Issues with "cluster-autoscaler" and Autonomous Operator

fbellagamba · January 25, 2019, 2:21pm

H!

A little background: Our cluster is set up with “cluster-autoscaler” to manage the number of instances running at a given time, and we have several “dynamic” environments used by our Dev team, that get created and deleted several times a day.

I’m evaluating using the Operator on our platform, but I’m facing an issue when trying to create a CBC as the Operator fails the cluster immediatelly when the pods get “Unschedulable” because of not available servers. But, actually, if it just waited a few minutes a new node would be available. Is there a way to increase this timeout?

Another option I though about it to create a kind of Meta-Operator, that would make sure there are resources available before creating the CBC CustomResource, but I was not able to find the “go-client” Client definitions needed to manage the CR directly from the API. Are they available? If not, can they be made available? Or, worst case, can you provide the Spec and Status definitions so I can create my own?

Thanks!
Fran

tommie · January 26, 2019, 12:09am

Hi Fran,
Thanks for trying out the operator. We’re planning to address issues with Pod scheduling in an up coming release of the operator. There will also be a way to customize the Pod creation timeout, which will also help to resolve this problem. In the meantime, you may want to pursue the workaround you’ve mentioned to check status of kubernetes nodes before deploying a cluster. Sounds like you want to know if the status of a Node is ready. You could use this client-go interface to get Nodes and try checking status that way:

The operator doesn’t really do any pre-checks on the environment, instead it attempts deployments and will continue to retry until any issues are resolved or timeout occurs. So in this case Unschedulable errors will simply lead to retries in the future instead of exiting.

fbellagamba · January 26, 2019, 6:35pm

Hey Tommie, thanks for your response!

I am looking for the same kind of “autogenerated typed client” for the CouchbaseCluster CRD,

That way I can, from my own “meta-operator”, know when the Couchbase Cluster is up and running, so I can mark my “meta-crd” as Ready when the CBC one is…

The ideal workflow for my operator would be:

Create the Instance Groups on Kops (we are using it to manage the cluster itself)
Wait for the IG managed nodes to be Ready (using the corev1 api you mentioned
Create the CouchbaseCluster resource
Wait for it to be up
Mark the meta-resource as Ready, so apps can pick it up and start using Couchbase

I understand that this is beyond the initial purview of the Autonomous Operator, but with the client definitions available, it should be possible for us users to build more complex workflows on top of it, for example, between steps 4 and 5 above we could:

Add application specific users
Restore data from backups, ie, to copy prod data for dev/staging/qa environments.

Makes sense?
Thanks!

tommie · January 28, 2019, 5:17pm

Hey Fran, thanks for sharing more info about your use use-case.

The steps you’ve outlined are possible, but it currently requires you to build your own client for the CBC type.
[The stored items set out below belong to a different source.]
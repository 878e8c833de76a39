//! Inbound events, conversation context and the merged evidence a turn is
//! resolved against

use chrono::{DateTime, Utc};
use serde::{Deserialize, Serialize};
use serde_json::{Map, Value};

use super::{ExtractedEntity, Prediction};
use crate::Language;

/// A user utterance addressed to a bot
#[derive(Debug, Clone, Serialize, Deserialize)]
pub struct IncomingEvent {
    pub bot_id: String,
    pub session_id: String,
    pub text: String,
    /// Language of the utterance; the bot's default language when absent
    #[serde(default, skip_serializing_if = "Option::is_none")]
    pub language: Option<Language>,
    /// Contexts activated by the channel for this event only
    #[serde(default)]
    pub contexts: Vec<String>,
    pub received_at: DateTime<Utc>,
}

impl IncomingEvent {
    pub fn new(
        bot_id: impl Into<String>,
        session_id: impl Into<String>,
        text: impl Into<String>,
    ) -> Self {
        Self {
            bot_id: bot_id.into(),
            session_id: session_id.into(),
            text: text.into(),
            language: None,
            contexts: Vec::new(),
            received_at: Utc::now(),
        }
    }

    pub fn with_language(mut self, language: Language) -> Self {
        self.language = Some(language);
        self
    }

    pub fn with_contexts<I, S>(mut self, contexts: I) -> Self
    where
        I: IntoIterator<Item = S>,
        S: Into<String>,
    {
        self.contexts = contexts.into_iter().map(Into::into).collect();
        self
    }
}

/// Conversation state read from the external session store
#[derive(Debug, Clone, Default, PartialEq, Serialize, Deserialize)]
pub struct ConversationContext {
    /// Topic the conversation is currently on
    #[serde(default, skip_serializing_if = "Option::is_none")]
    pub current_topic: Option<String>,
    /// Contexts active for the session
    #[serde(default)]
    pub active_contexts: Vec<String>,
    /// Session variables
    #[serde(default)]
    pub variables: Map<String, Value>,
}

impl ConversationContext {
    pub fn on_topic(topic: impl Into<String>) -> Self {
        Self {
            current_topic: Some(topic.into()),
            ..Default::default()
        }
    }

    /// Session contexts merged with the event's own contexts, without
    /// duplicates, session contexts first
    pub fn merged_contexts(&self, event_contexts: &[String]) -> Vec<String> {
        let mut merged = self.active_contexts.clone();
        for ctx in event_contexts {
            if !merged.contains(ctx) {
                merged.push(ctx.clone());
            }
        }
        merged
    }
}

/// What the NLU stages found in one utterance
#[derive(Debug, Clone, Default, PartialEq, Serialize, Deserialize)]
pub struct Understanding {
    pub language: Language,
    /// Winning intent, absent when nothing cleared the confidence floor
    #[serde(default, skip_serializing_if = "Option::is_none")]
    pub intent: Option<Prediction>,
    /// All context-scoped predictions, descending confidence
    #[serde(default)]
    pub predictions: Vec<Prediction>,
    #[serde(default)]
    pub entities: Vec<ExtractedEntity>,
    /// Whether the intent came from the exact matcher
    #[serde(default)]
    pub exact_match: bool,
    /// Model that produced the predictions
    #[serde(default, skip_serializing_if = "Option::is_none")]
    pub model_id: Option<String>,
}

/// Everything conditions are evaluated against
#[derive(Debug, Clone, PartialEq, Serialize, Deserialize)]
pub struct Evidence {
    pub text: String,
    pub understanding: Understanding,
    pub context: ConversationContext,
    /// Contexts active for this turn
    pub active_contexts: Vec<String>,
}

impl Evidence {
    pub fn new(text: impl Into<String>, understanding: Understanding, context: ConversationContext) -> Self {
        let active_contexts = context.active_contexts.clone();
        Self {
            text: text.into(),
            understanding,
            context,
            active_contexts,
        }
    }

    pub fn intent(&self) -> Option<&Prediction> {
        self.understanding.intent.as_ref()
    }

    /// Confidence of the winning intent, 0 when there is none
    pub fn intent_confidence(&self) -> f32 {
        self.intent().map(|p| p.confidence).unwrap_or(0.0)
    }

    pub fn entities_named<'a>(&'a self, name: &'a str) -> impl Iterator<Item = &'a ExtractedEntity> {
        self.understanding.entities.iter().filter(move |e| e.name == name)
    }

    pub fn variable(&self, key: &str) -> Option<&Value> {
        self.context.variables.get(key)
    }
}

#[cfg(test)]
mod tests {
    use super::*;

    #[test]
    fn test_merged_contexts() {
        let ctx = ConversationContext {
            active_contexts: vec!["global".into(), "billing".into()],
            ..Default::default()
        };
        let merged = ctx.merged_contexts(&["billing".to_string(), "promo".to_string()]);
        assert_eq!(merged, vec!["global", "billing", "promo"]);
    }

    #[test]
    fn test_evidence_accessors() {
        let understanding = Understanding {
            intent: Some(Prediction::new("greet", 0.8)),
            ..Default::default()
        };
        let evidence = Evidence::new("hi", understanding, ConversationContext::default());

        assert_eq!(evidence.intent().map(|p| p.name.as_str()), Some("greet"));
        assert!((evidence.intent_confidence() - 0.8).abs() < f32::EPSILON);
        assert_eq!(evidence.entities_named("color").count(), 0);
    }
}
Here’s a good resource to check out how to do that: https://www.martin-helmich.de/en/blog/kubernetes-crd-client.html
We’ll also consider providing a clientset like this, as it would be very helpful for scenarios like this.

Another option would be to check the status of couchbase cluster over an exposed LoadBalancer service. You could use the gocb lib for this to check NodeStatus directly from the clusters rest api… https://godoc.org/github.com/couchbase/gocb#ClusterManagerInternal.GetNodesMetadata

fbellagamba · January 28, 2019, 6:01pm

Yup, thanks Tommie, that’s the approach I’ve been taking (I creted the client far enough to get the cluster running, now I’m working on status monitoring and the like…)

As you said, having this provided along each operator version would be a great start for solutions as mine!

Again, thanks for the responses!